Pat McElwee Analyst — William Blair

Okay, great. And so as we kind of wrap things up, you guys have been alluding to re-acceleration in the top line for a little while now. And, you know, we just talked through a lot of the growth levers that fall within that thought process. Whether it's the platform pricing, the enterprise opportunity, you know, the opportunity to upsell with Verity. As a whole, can you just kind of wrap things up and tell us why you have confidence in that re-acceleration in the top line, all those things considered?

Owen Ryan CEO

Yeah. And again, we'll probably tag team this just a little bit. But for me, there's a couple of things I'm looking at that give me confidence. So one is we've got seven or eight quarters now in a row where our pipeline just continues to increase. so we see the the interest from our customers and and and so it's nice to have pipeline growth then what i'm looking at is and when you start to have five six ten meetings with enterprise customers and they bring 10 15 20 people to a meeting you know they're serious right because they're not doing that just for fun so that's one of the things we really look at that gives me a lot of confidence and the other thing that that i focus on is is rpo and one of the things you you know, you don't implement Blackline and go, I'm done, right, because it's a constant journey of continuing to innovate and evolve, and so one of the things that I've been very encouraged by is the growth in our RPO, which shows the commitment that our customers are having to go to longer duration deals because they're signing up for the transformation. They like what they're seeing from an AI perspective. They know we're, like, really reliable as an organization from a customer support, customer success, product innovation. And so those are the two things that give me the greatest confidence. And then the last piece, which you may or may not agree with, is one of the things I track is regrettable turnover. So who's leaving my organization that I don't want to leave? And our benchmark is 5%. And that's been running 2% to 3% now for the last couple years. So that tells me that the people we want to stay in the organization are committed. And I said on one of the earnings calls, we have 1,800 people roughly stagnant over the last three years. 70-plus percent of those people are new, and 25% of them are in now low-cost jurisdictions. So we've completely changed the profile of the people in the organization. And the people we have here are the people we want and are sticking with it. And that, to me, is a pretty good testament. So those are the three things. You like that answer? I think it's spot on me.
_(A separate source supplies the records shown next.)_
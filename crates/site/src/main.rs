//! Creatorum site: landing page, waitlist signup and admin dashboard.
//!
//! # Architecture
//!
//! - Axum web framework, Askama templates rendered on the server
//! - Every form posts back here; this server calls the waitlist backend
//! - Admin bearer tokens live in an in-memory session, never in the browser
//!
//! The waitlist backend (storage, admin accounts, token issuance) is a
//! separate service reached over HTTP at `WAITLIST_API_BASE_URL`.

#![cfg_attr(not(test), forbid(unsafe_code))]

use std::process::ExitCode;

use creatorum_site::config::SiteConfig;
use creatorum_site::state::AppState;
use sentry::integrations::tracing as sentry_tracing;
use tracing_subscriber::{layer::SubscriberExt, util::SubscriberInitExt};

/// Initialize Sentry error tracking and return guard that must be kept alive.
fn init_sentry(config: &SiteConfig) -> Option<sentry::ClientInitGuard> {
    let dsn = config.sentry_dsn.as_ref()?;

    let guard = sentry::init((
        dsn.as_str(),
        sentry::ClientOptions {
            release: sentry::release_name!(),
            environment: config
                .sentry_environment
                .clone()
                .map(std::borrow::Cow::Owned),
            sample_rate: config.sentry_sample_rate,
            traces_sample_rate: config.sentry_traces_sample_rate,
            attach_stacktrace: true,
            ..Default::default()
        },
    ));

    tracing::info!("Sentry initialized");
    Some(guard)
}

/// Filter tracing events to Sentry event types.
fn sentry_event_filter(metadata: &tracing::Metadata<'_>) -> sentry_tracing::EventFilter {
    match *metadata.level() {
        tracing::Level::ERROR | tracing::Level::WARN => sentry_tracing::EventFilter::Event,
        tracing::Level::INFO | tracing::Level::DEBUG => sentry_tracing::EventFilter::Breadcrumb,
        _ => sentry_tracing::EventFilter::Ignore,
    }
}

/// Install the tracing subscriber: JSON on Fly.io, human-readable elsewhere.
fn init_tracing() {
    let env_filter = tracing_subscriber::EnvFilter::try_from_default_env()
        .unwrap_or_else(|_| "creatorum_site=info,tower_http=debug".into());
    let sentry_layer = sentry_tracing::layer().event_filter(sentry_event_filter);
    let registry = tracing_subscriber::registry()
        .with(env_filter)
        .with(sentry_layer);

    if std::env::var("FLY_APP_NAME").is_ok() {
        registry
            .with(tracing_subscriber::fmt::layer().json().flatten_event(true))
            .init();
    } else {
        registry.with(tracing_subscriber::fmt::layer()).init();
    }
}

#[tokio::main]
#[allow(clippy::print_stderr)] // Tracing is not installed until config loads
async fn main() -> ExitCode {
    // Configuration first: Sentry needs it before the subscriber exists
    let config = match SiteConfig::from_env() {
        Ok(config) => config,
        Err(e) => {
            eprintln!("Failed to load configuration: {e}");
            return ExitCode::FAILURE;
        }
    };

    let _sentry_guard = init_sentry(&config);
    init_tracing();

    let addr = config.socket_addr();
    tracing::info!(backend = %config.api.base_url, "Waitlist backend configured");

    let state = match AppState::new(config) {
        Ok(state) => state,
        Err(e) => {
            tracing::error!(error = %e, "Failed to initialize application state");
            return ExitCode::FAILURE;
        }
    };

    let app = creatorum_site::app(state)
        // Sentry layers (outermost for full request coverage)
        .layer(sentry_tower::NewSentryLayer::new_from_top())
        .layer(sentry_tower::SentryHttpLayer::new().enable_transaction());

    let listener = match tokio::net::TcpListener::bind(addr).await {
        Ok(listener) => listener,
        Err(e) => {
            tracing::error!(error = %e, %addr, "Failed to bind");
            return ExitCode::FAILURE;
        }
    };
    tracing::info!("creatorum site listening on {}", addr);

    if let Err(e) = axum::serve(listener, app)
        .with_graceful_shutdown(shutdown_signal())
        .await
    {
        tracing::error!(error = %e, "Server error");
        return ExitCode::FAILURE;
    }

    ExitCode::SUCCESS
}

/// Wait for shutdown signal (Ctrl+C or SIGTERM).
async fn shutdown_signal() {
    let ctrl_c = async {
        if let Err(e) = tokio::signal::ctrl_c().await {
            tracing::error!(error = %e, "Failed to listen for Ctrl+C");
            std::future::pending::<()>().await;
        }
    };

    #[cfg(unix)]
    let terminate = async {
        match tokio::signal::unix::signal(tokio::signal::unix::SignalKind::terminate()) {
            Ok(mut signal) => {
                signal.recv().await;
            }
            Err(e) => {
                tracing::error!(error = %e, "Failed to install SIGTERM handler");
                std::future::pending::<()>().await;
            }
        }
    };

    #[cfg(not(unix))]
    let terminate = std::future::pending::<()>();

    tokio::select! {
        () = ctrl_c => {},
        () = terminate => {},
    }

    tracing::info!("Shutdown signal received, starting graceful shutdown");
}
You can answer to my answer. Yeah, I could put numbers behind it, but yeah, I mean, look, just real quickly, we saw a pipeline generation spike in the second half of 2024, and the rate of that growth indicated that our bookings over the next year would probably grow by 20 plus percent. That's exactly what happened in 2025. Throughout 2025, our pipeline build continued at that same rate, which then builds even more confidence that at even equal conversion rates, which are improving, we're going to grow 20 plus percent in bookings for 2026. That all yields a revenue growth rate in 2027 in the low teens. Those are numbers that you can prove out factually showing that pipeline is a leading indicator holding all else constant of a certain growth rate. And to Owen's point, RPO is huge. This whole AI narrative really started to evolve at the end of probably summer of last year. And in Q4, our RPO grew 23 percent. In Q1, it grew 18 percent. So there's this narrative out there that AI is going to do X, Y, and Z. yet our customers are signing up at rates for longer contracts more revenue durability our rpos over a billion dollars for the first time in history that's guaranteed revenue and guaranteed future revenue so putting real factual finance data points behind our company's performance

Pat McElwee Analyst — William Blair

is why we feel confident in the growth model awesome we are we went over yeah sorry about that no that's great thank you guys so much so good to be with you again thank you for coming

Owen Ryan CEO

Congratulations on your role. Thank you.